Hailey
Allison

Project: Building a Culture of Creative Reuse

Hailey Allison is the Executive Director of the Green Project, a New Orleans-based environmental non-profit focused on reducing landfill waste and cultivating a respect for the value of existing materials. Hailey currently serves on the Regional Sustainability Committee and works to educate residents about waste, recycling and reducing consumption. She holds a degree in Environmental Studies, a minor in Multimedia Communication and is a former Céline Cousteau Film Fellow.

PROJECT

By building upon cultural values, I hope to change the way New Orleans and its visitors view sustainability. New Orleans takes pride in its music- and art-focused culture and visitors come to experience just that. This project aims to reduce plastic waste at the city’s 130 annual festivals by making reusable, stainless steel cups a coveted collector’s item, much like festival posters, t-shirts and souvenirs.
I’ll work with festival planners to brand such cups with the work of local artists and incentivize festival-goers to use them in exchange for a discount on beverage purchases.

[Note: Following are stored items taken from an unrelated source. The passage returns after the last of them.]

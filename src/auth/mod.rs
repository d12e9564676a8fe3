//! Authentication Handler
//!
//! Resolves credentials into request headers, owns the per-provider
//! session cache, and refreshes expired sessions. Per-provider session
//! slots are guarded by an async mutex, so concurrent callers observing
//! an expired session coalesce onto a single in-flight login instead of
//! issuing parallel ones. Different providers never serialize against
//! each other.

use chrono::Utc;
use std::collections::HashMap;
use std::sync::Arc;
use std::time::Duration;
use tokio::time::Instant;
use tokio_util::sync::CancellationToken;
use tracing::{debug, warn};

use crate::error::{AuthenticationError, BridgeError, BridgeResult};
use crate::transport::{HttpMethod, HttpRequest, HttpResponse, HttpTransport};
use crate::types::{
    expose, AuthenticationResult, Credential, HeaderSpec, OAuthGrantType, ProviderAuthConfig,
    SessionState,
};

type SessionSlot = Arc<tokio::sync::Mutex<Option<SessionState>>>;

/// Ceiling for provider-reported session lifetimes (ten years).
const MAX_SESSION_LIFETIME_SECS: u64 = 10 * 365 * 24 * 60 * 60;

/// Per-provider credential resolution and session caching.
pub struct AuthenticationHandler<T: HttpTransport> {
    transport: Arc<T>,
    configs: std::sync::Mutex<HashMap<String, ProviderAuthConfig>>,
    sessions: std::sync::Mutex<HashMap<String, SessionSlot>>,
}

impl<T: HttpTransport> AuthenticationHandler<T> {
    pub fn new(transport: Arc<T>) -> Self {
        Self {
            transport,
            configs: std::sync::Mutex::new(HashMap::new()),
            sessions: std::sync::Mutex::new(HashMap::new()),
        }
    }

    /// Associate default credentials, static headers, and a base URL with
    /// a provider name for later implicit use.
    pub fn register_provider_config(&self, provider: impl Into<String>, config: ProviderAuthConfig) {
        self.configs.lock().unwrap().insert(provider.into(), config);
    }

    /// Whether any credential is registered for a provider.
    pub fn has_credentials(&self, provider: &str) -> bool {
        self.configs
            .lock()
            .unwrap()
            .get(provider)
            .map(|c| !c.credentials.is_empty())
            .unwrap_or(false)
    }

    /// Base URL registered for a provider, if any.
    pub fn base_url(&self, provider: &str) -> Option<String> {
        self.configs
            .lock()
            .unwrap()
            .get(provider)
            .and_then(|c| c.base_url.clone())
    }

    /// Authenticate against a provider, returning resolved headers.
    ///
    /// A valid cached session is returned without network I/O. An expired
    /// OAuth session with a refresh token is refreshed in place before
    /// falling back to full re-authentication; refresh failures are
    /// logged, never surfaced. The explicit `credential` wins over the
    /// first registered credential for the provider.
    pub async fn authenticate(
        &self,
        provider: &str,
        credential: Option<Credential>,
        cancel: &CancellationToken,
    ) -> BridgeResult<AuthenticationResult> {
        let slot = self.session_slot(provider);
        let mut guard = slot.lock().await;

        if let Some(session) = guard.as_ref() {
            if session.is_valid() {
                return Ok(session.to_result());
            }
            if let Some(refreshed) = self.try_refresh(provider, session, cancel).await {
                let result = refreshed.to_result();
                *guard = Some(refreshed);
                return Ok(result);
            }
        }

        let credential = match credential.or_else(|| self.default_credential(provider)) {
            Some(c) => c,
            None => {
                return Err(AuthenticationError::MissingCredential {
                    provider: provider.to_string(),
                }
                .into())
            }
        };

        let session = self.run_strategy(provider, credential, cancel).await?;
        let result = session.to_result();
        *guard = Some(session);
        debug!(provider, "authenticated");
        Ok(result)
    }

    /// Delete the cached session for a provider. Idempotent.
    pub async fn logout(&self, provider: &str) {
        let slot = self.session_slot(provider);
        let mut guard = slot.lock().await;
        if guard.take().is_some() {
            debug!(provider, "session cleared");
        }
    }

    fn session_slot(&self, provider: &str) -> SessionSlot {
        self.sessions
            .lock()
            .unwrap()
            .entry(provider.to_string())
            .or_default()
            .clone()
    }

    fn default_credential(&self, provider: &str) -> Option<Credential> {
        self.configs
            .lock()
            .unwrap()
            .get(provider)
            .and_then(|c| c.credentials.first().cloned())
    }

    fn static_headers(&self, provider: &str) -> HashMap<String, String> {
        self.configs
            .lock()
            .unwrap()
            .get(provider)
            .map(|c| c.static_headers.clone())
            .unwrap_or_default()
    }

    /// Variant-specific authentication strategy.
    async fn run_strategy(
        &self,
        provider: &str,
        credential: Credential,
        cancel: &CancellationToken,
    ) -> BridgeResult<SessionState> {
        match &credential {
            Credential::Token { token, header } => {
                let token = expose(token).to_string();
                Ok(self.build_session(provider, token, None, None, "Bearer", header, credential.clone()))
            }
            Credential::Password {
                username,
                password,
                login_url,
                token_extractor,
                header,
            } => {
                let body = serde_json::json!({
                    "username": username,
                    "password": expose(password),
                });
                let response = self
                    .post(provider, login_url, body.to_string(), "application/json", cancel)
                    .await?;
                let json = parse_json(provider, &response)?;

                let token = match token_extractor {
                    Some(extract) => extract(&json),
                    None => json.get("token").and_then(|v| v.as_str()).map(String::from),
                };
                let token = token.ok_or_else(|| AuthenticationError::MissingToken {
                    provider: provider.to_string(),
                })?;

                Ok(self.build_session(provider, token, None, None, "Bearer", header, credential.clone()))
            }
            Credential::OAuth {
                client_id,
                client_secret,
                token_url,
                grant_type,
                scope,
                username,
                password,
                header,
                ..
            } => {
                let mut params: Vec<(&str, String)> = vec![
                    ("grant_type", grant_type.as_str().to_string()),
                    ("client_id", client_id.clone()),
                    ("client_secret", expose(client_secret).to_string()),
                ];
                if *grant_type == OAuthGrantType::Password {
                    if let (Some(user), Some(pass)) = (username, password) {
                        params.push(("username", user.clone()));
                        params.push(("password", expose(pass).to_string()));
                    }
                }
                if let Some(scope) = scope {
                    params.push(("scope", scope.clone()));
                }

                let response = self
                    .post(
                        provider,
                        token_url,
                        encode_form(&params),
                        "application/x-www-form-urlencoded",
                        cancel,
                    )
                    .await?;
                let json = parse_json(provider, &response)?;

                let token = json
                    .get("access_token")
                    .and_then(|v| v.as_str())
                    .map(String::from)
                    .ok_or_else(|| AuthenticationError::MissingToken {
                        provider: provider.to_string(),
                    })?;
                let refresh_token = json
                    .get("refresh_token")
                    .and_then(|v| v.as_str())
                    .map(String::from);
                let token_type = json
                    .get("token_type")
                    .and_then(|v| v.as_str())
                    .unwrap_or("Bearer")
                    .to_string();
                let expires_in = json.get("expires_in").and_then(|v| v.as_u64());

                Ok(self.build_session(
                    provider,
                    token,
                    refresh_token,
                    expires_in,
                    &token_type,
                    header,
                    credential.clone(),
                ))
            }
        }
    }

    /// Refresh-token exchange for an expired OAuth session. Best effort:
    /// any failure logs and returns `None`, letting the caller fall back
    /// to full re-authentication.
    async fn try_refresh(
        &self,
        provider: &str,
        session: &SessionState,
        cancel: &CancellationToken,
    ) -> Option<SessionState> {
        let (client_id, client_secret, token_url, refresh_grant, header) = match &session.credential
        {
            Credential::OAuth {
                client_id,
                client_secret,
                token_url,
                refresh_grant_type: Some(grant),
                header,
                ..
            } => (client_id, client_secret, token_url, grant, header),
            _ => return None,
        };
        let refresh_token = session.refresh_token.as_ref()?;

        let params: Vec<(&str, String)> = vec![
            ("grant_type", refresh_grant.clone()),
            ("refresh_token", refresh_token.clone()),
            ("client_id", client_id.clone()),
            ("client_secret", expose(client_secret).to_string()),
        ];

        let result = self
            .post(
                provider,
                token_url,
                encode_form(&params),
                "application/x-www-form-urlencoded",
                cancel,
            )
            .await
            .and_then(|response| parse_json(provider, &response));

        let json = match result {
            Ok(json) => json,
            Err(error) => {
                warn!(provider, %error, "token refresh failed, falling back to re-authentication");
                return None;
            }
        };

        let token = match json.get("access_token").and_then(|v| v.as_str()) {
            Some(t) => t.to_string(),
            None => {
                warn!(provider, "token refresh response missing access_token");
                return None;
            }
        };
        // Providers may omit the refresh token on rotation; keep the old one.
        let new_refresh = json
            .get("refresh_token")
            .and_then(|v| v.as_str())
            .map(String::from)
            .or_else(|| Some(refresh_token.clone()));
        let token_type = json
            .get("token_type")
            .and_then(|v| v.as_str())
            .unwrap_or("Bearer")
            .to_string();
        let expires_in = json.get("expires_in").and_then(|v| v.as_u64());

        debug!(provider, "session refreshed");
        Some(self.build_session(
            provider,
            token,
            new_refresh,
            expires_in,
            &token_type,
            header,
            session.credential.clone(),
        ))
    }

    fn build_session(
        &self,
        provider: &str,
        token: String,
        refresh_token: Option<String>,
        expires_in: Option<u64>,
        token_type: &str,
        header: &HeaderSpec,
        credential: Credential,
    ) -> SessionState {
        let mut headers = self.static_headers(provider);
        headers.insert(header.name.clone(), header.render(&token));

        // Providers report lifetimes in seconds; clamp so an absurd
        // value cannot overflow the deadline arithmetic.
        let expires_in = expires_in.map(|secs| secs.min(MAX_SESSION_LIFETIME_SECS));

        SessionState {
            token,
            refresh_token,
            token_type: token_type.to_string(),
            headers,
            expires_at: expires_in.map(|secs| Instant::now() + Duration::from_secs(secs)),
            expires_at_utc: expires_in.map(|secs| Utc::now() + chrono::Duration::seconds(secs as i64)),
            expires_in_secs: expires_in,
            credential,
        }
    }

    async fn post(
        &self,
        provider: &str,
        url: &str,
        body: String,
        content_type: &str,
        cancel: &CancellationToken,
    ) -> BridgeResult<HttpResponse> {
        let mut request = HttpRequest::new(HttpMethod::Post, url);
        request
            .headers
            .insert("content-type".to_string(), content_type.to_string());
        request
            .headers
            .insert("accept".to_string(), "application/json".to_string());
        request.body = Some(body);

        let response = self.transport.send(request, cancel).await.map_err(|e| {
            if e.is_cancelled() {
                e
            } else {
                BridgeError::Authentication(AuthenticationError::Network {
                    provider: provider.to_string(),
                    message: e.to_string(),
                })
            }
        })?;

        if !response.is_success() {
            return Err(AuthenticationError::Rejected {
                provider: provider.to_string(),
                status: response.status,
                details: response.body,
            }
            .into());
        }

        Ok(response)
    }
}

fn encode_form(params: &[(&str, String)]) -> String {
    let mut serializer = url::form_urlencoded::Serializer::new(String::new());
    for (key, value) in params {
        serializer.append_pair(key, value);
    }
    serializer.finish()
}

fn parse_json(provider: &str, response: &HttpResponse) -> BridgeResult<serde_json::Value> {
    serde_json::from_str(&response.body).map_err(|_| {
        AuthenticationError::InvalidCredential {
            provider: provider.to_string(),
            message: "identity provider returned a non-JSON body".to_string(),
        }
        .into()
    })
}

Altogether, this project will reduce plastic waste, uplift local artists, and replace wasteful souvenirs with one-of-a-kind, useful, and highly recyclable products. It combats climate change by reducing plastic consumption, waste and litter while simultaneously connecting people to sustainability through culture. Many people don’t have an innate connection to environmentalism, so environmental messages can easily get lost in jargon framed for those with a baseline knowledge and interest. It eclipses an entire population of people who might be interested, but don’t identify with the movement because they can’t see themselves in it. By capitalizing on existing cultural values, I believe we can engage far more global citizens.

Plastic waste is abundant globally and my city of New Orleans is particularly inundated in both the industry and in consuming single use plastic. Between Mardi Gras, countless festivals and tourism, we create an unparalleled amount of plastic cups, bags, beads, souvenirs. Too often, these items overfill
trash cans and flow into streets, storm drains, bayous and eventually the Gulf Coast. Furthermore, recycling is challenging here—it is not available everywhere and municipal services only accept two types of plastic. Fortunately, we can eliminate this problem altogether by building a culture of reuse in the community, starting with reusable cups.

MOTIVATION FOR AND COMMITMENT TO A BETTER AND MORE SUSTAINABLE PLANET

"It’s quite simple—we have one Earth. Once destroyed, it’s gone forever. I’m motivated by the fact that humanity will thrive once we re-define our relationship with nature, seeing ourselves as a part of it rather than owners of it. Every piece of the global ecosystem is tied to one another, including us. This creates a balance. If one piece falls out of place, another moves in to rebalance. Through this,  ecosystems create resilience—the ability to adapt quickly in the face of change. Sustainability maintains such resilience, keeping ecosystems in balance for years to come—a beautiful thing."